[Opening RECORDS FOR THIS EXERCISE section]

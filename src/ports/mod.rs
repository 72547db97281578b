//! Port traits the adapters implement.
//!
//! Every operation on user-owned data takes an explicit
//! [`UserContext`](crate::domain::user::UserContext).

pub mod config_port;
pub mod user_port;
pub mod ledger_port;
pub mod token_port;
pub mod budget_port;
pub mod goal_port;
pub mod progress_port;
pub mod content_port;

use budget_port::BudgetPort;
use content_port::ContentPort;
use goal_port::GoalPort;
use ledger_port::LedgerPort;
use progress_port::ProgressPort;
use token_port::TokenPort;
use user_port::UserPort;

/// Everything the web layer needs from persistence.
pub trait Store:
    UserPort + LedgerPort + TokenPort + BudgetPort + GoalPort + ProgressPort + ContentPort + Send + Sync
{
}

impl<T> Store for T where
    T: UserPort
        + LedgerPort
        + TokenPort
        + BudgetPort
        + GoalPort
        + ProgressPort
        + ContentPort
        + Send
        + Sync
{
}
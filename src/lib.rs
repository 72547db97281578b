//! paisabuddy — gamified personal finance for young earners.
//!
//! Hexagonal architecture: domain logic in [`domain`], port traits in [`ports`],
//! concrete implementations in [`adapters`], and the command line in [`cli`].

pub mod domain;
pub mod ports;
pub mod adapters;
pub mod cli;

[Closing RECORDS FOR THIS EXERCISE section]

**AIM OF THE TASK**
Would you please give the number of lines in the data above that contain the string "BudgetPort"? Reply with that number only.

**EXERCISE SOLUTION**
3